Saturday, 14 April 2012
Cheering on the Sumos
We had booked tickets for the final day of the two-week tournament and the stadium was a sellout. As we entered the Osaka Prefecture Gymnasium, the crowds were filling in for the final Makuuchi competition (the top division of professional sumo). We chose to sit on western style seats high on the third level, but if we wanted a closer view, we could have sat on pillows in one of the numerous tatami styled areas that circle the dohyo (the raised wrestling ring). It seemed that the closer you moved to the to the central ring, the more formal it all became with absolute ringside seats being reserved for traditionally dressed officials, the well to do of Osaka and the sumos themselves.

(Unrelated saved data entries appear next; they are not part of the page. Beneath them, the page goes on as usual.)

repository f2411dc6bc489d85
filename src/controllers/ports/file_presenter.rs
use std::path::Path;

use crate::core::data::pixel_buffer::PixelBuffer;

pub trait FilePresenterPort {
    fn present(&self, buffer: &PixelBuffer, filepath: impl AsRef<Path>) -> std::io::Result<()>;

    /// File extension written by `present`, without the dot.
    fn extension(&self) -> &'static str;
}
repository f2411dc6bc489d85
use crate::core::data::complex::Complex;
use crate::core::fractals::formula::FormulaId;

/// Escape iteration of `z0` under `formula` with parameter `c`, or 0.
///
/// Iteration `n` starts at 1 and runs while `n < max_iterations`; the first
/// `n` at which `|divergence_measure(z)| >= escape_radius²` is returned. 0
/// means the orbit stayed bounded within the budget, so a cap of 0 or 1
/// returns 0 without evaluating the formula.
///
/// Non-finite inputs are not checked. NaN compares false against the escape
/// radius and reads as bounded.
#[must_use]
#[inline]
pub fn escape_time(z0: Complex, c: Complex, formula: FormulaId, max_iterations: u32) -> u32 {
    let mut z = z0;
    let mut n = 1;

    while n < max_iterations {
        if formula.has_escaped(z) {
            return n;
        }
        z = formula.iterate(z, c);
        n += 1;
    }

    0
}
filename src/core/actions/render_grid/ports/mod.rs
pub mod grid_renderer;
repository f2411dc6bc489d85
use crate::core::data::render_request::RenderRequest;
use bytemuck::{Pod, Zeroable};

/// Per-render parameters, laid out to match `Params` in `escape_time.wgsl`.
///
/// Plane values are narrowed to `f32`; the device evaluates in single
/// precision, which limits useful zoom depth well before the CPU backends.
#[repr(C)]
#[derive(Copy, Clone, Debug, PartialEq, Pod, Zeroable)]
pub struct Uniforms {
    pub re_min: f32,
    pub re_max: f32,
    pub im_min: f32,
    pub im_max: f32,
    pub fixed_re: f32,
    pub fixed_im: f32,
    pub escape_radius_sq: f32,
    pub _pad: f32,
    pub resolution: u32,
    pub max_iterations: u32,
    pub formula: u32,
    pub is_julia: u32,
}

impl Uniforms {
    #[must_use]
    pub fn from_request(request: &RenderRequest) -> Self {
        let [re_min, re_max] = request.domain.real_interval();
        let [im_min, im_max] = request.domain.imag_interval();

        Self {
            re_min: re_min as f32,
            re_max: re_max as f32,
            im_min: im_min as f32,
            im_max: im_max as f32,
            fixed_re: request.fixed.real as f32,
            fixed_im: request.fixed.imag as f32,
            escape_radius_sq: request.formula.escape_radius_squared() as f32,
            _pad: 0.0,
            resolution: request.resolution.get(),
            max_iterations: request.max_iterations,
            formula: request.formula.shader_tag(),
            is_julia: u32::from(request.view.is_julia()),
        }
    }
}

#[cfg(test)]
mod tests {
    use super::*;
    use crate::core::colour_mapping::kinds::ColourMapKind;
    use crate::core::colour_mapping::lookup_table::ColourLookupTable;
    use crate::core::data::complex::Complex;
    use crate::core::data::complex_rect::ComplexRect;
    use crate::core::data::resolution::Resolution;
    use crate::core::fractals::formula::FormulaId;
    use crate::core::fractals::view_kind::ViewKind;
    use std::sync::Arc;

    #[test]
    fn size_is_a_multiple_of_sixteen() {
        assert_eq!(std::mem::size_of::<Uniforms>(), 48);
    }

    #[test]
    fn from_request_copies_every_parameter() {
        let request = RenderRequest {
            resolution: Resolution::new(256).unwrap(),
            domain: ComplexRect::from_intervals([-1.5, 0.5], [-1.0, 1.0]).unwrap(),
            formula: FormulaId::Hyperbolic,
            view: ViewKind::Julia,
            fixed: Complex::new(0.25, -0.5),
            max_iterations: 300,
            colour_table: Arc::new(ColourLookupTable::build(ColourMapKind::Aqua, 16).unwrap()),
        };

        let uniforms = Uniforms::from_request(&request);

        assert_eq!(
            uniforms,
            Uniforms {
                re_min: -1.5,
                re_max: 0.5,
                im_min: -1.0,
                im_max: 1.0,
                fixed_re: 0.25,
                fixed_im: -0.5,
                escape_radius_sq: 100.0,
                _pad: 0.0,
                resolution: 256,
                max_iterations: 300,
                formula: 1,
                is_julia: 1,
            }
        );
    }
}
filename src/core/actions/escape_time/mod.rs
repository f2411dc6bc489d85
pub mod algorithm;
pub mod escape_time;

pub use algorithm::EscapeTimeAlgorithm;
pub use escape_time::escape_time;
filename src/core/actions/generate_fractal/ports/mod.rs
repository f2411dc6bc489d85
pub mod fractal_algorithm;
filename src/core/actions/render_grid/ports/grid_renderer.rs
use crate::core::actions::render_grid::errors::RenderError;
use crate::core::data::pixel_buffer::PixelBuffer;
use crate::core::data::render_request::RenderRequest;

/// Turns a render request into a full RGBA grid.
///
/// Every backend honours the same contract: row-major output, alpha 255,
/// black for escape count 0. `render` blocks until the whole grid is done
/// and is never interrupted part way. Backends may cache device state
/// between calls, hence `&mut self`.
pub trait GridRenderer: Send {
    fn backend_name(&self) -> &'static str;

    fn render(&mut self, request: &RenderRequest) -> Result<PixelBuffer, RenderError>;
}

impl GridRenderer for Box<dyn GridRenderer> {
    fn backend_name(&self) -> &'static str {
        (**self).backend_name()
    }

    fn render(&mut self, request: &RenderRequest) -> Result<PixelBuffer, RenderError> {
        (**self).render(request)
    }
}
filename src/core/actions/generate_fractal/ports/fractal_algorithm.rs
use crate::core::data::point::GridPoint;
use std::error::Error;

pub trait FractalAlgorithm {
    type Success;
    type Failure: Error;

    fn compute(&self, pixel: GridPoint) -> Result<Self::Success, Self::Failure>;
}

Eventually it was time for the wrestlers to make their appearance and following protocol, they strutted into the arena in reverse rank order, each wearing a large traditional apron called a kesko-mawashi. Following a short ritual ceremony, they were ready to begin, with each retiring to the dressing rooms to await their all important match. As with the previous days, each sumo would only fight once, adding to their win/loss record which would ultimately determine their overall ranking for the tournament.
As we began to watch proceedings, we became fascinated by the various traditions and gestures of the combatants and the officials. While the actual bouts might only last for a matter of seconds, there was always plenty happening in and around the dohyo. The sumos have up to four minutes to get their bout underway, so there is plenty of posturing, body slapping and throwing handfuls of salt into the ring (a ritual of purification). Finally they would take up positions with the mandatory stamping of feet before crouching ready for action. The fight itself is ‘no holds barred’ in an attempt to force an opponent to the ground or outside the circle. This can often result in a sumo being spectacularly tossed off the raised dohyo into the crowd, which probably explained why many of the wrestlers had battle scars and bandages following a long tournament.
The capacity crowd, who clearly had their favorites, enthusiastically cheered each encounter. The arrival of local sumo Goeido sent the fans wild and they were soon chanting his name throughout the stadium. With a ranking of 6th, he was taking on the much favored and higher ranked, Kakurya. The crowd support must have worked, as he went on to win the bout; much to the delight of the cheering fans. This was an unexpected defeat for Kakurya who could have won the tournament with that win. He was now forced into a final deciding bout to determine the ultimate champion. This would be against his archrival Hakuho, who was seeking revenge following his defeat at the previous tournament. It seems that Goeido’s earlier win had indeed proved decisive, shaking Kakurya's confidence and allowing Hakuho to go on to win the bout and the championship!
After receiving the rapturous adulation of the fans, the presentation ceremony began and as we were by now well entrenched in the atmosphere of the moment, we decided to stay although we would understand none of the speeches. One by one, large trophies were brought out and presented to Hakuko, who graciously acknowledged the crowd before passing them on to his assistants who dutifully rushed them off to his dressing room. We were somewhat amazed by the scale and number of these lavish gifts, some of which took two men to lift. By the tenth presentation and speech we finally decided to leave the stadium, with yet more trophies to be given waiting in the wings.
While having to learn much about the rules and formalities as we went along, we had certainly enjoyed our day of sumo wrestling. This was yet another facet of Japanese culture that continues to fascinate us westerners and the type of experience that makes a visit here so wonderfully unique.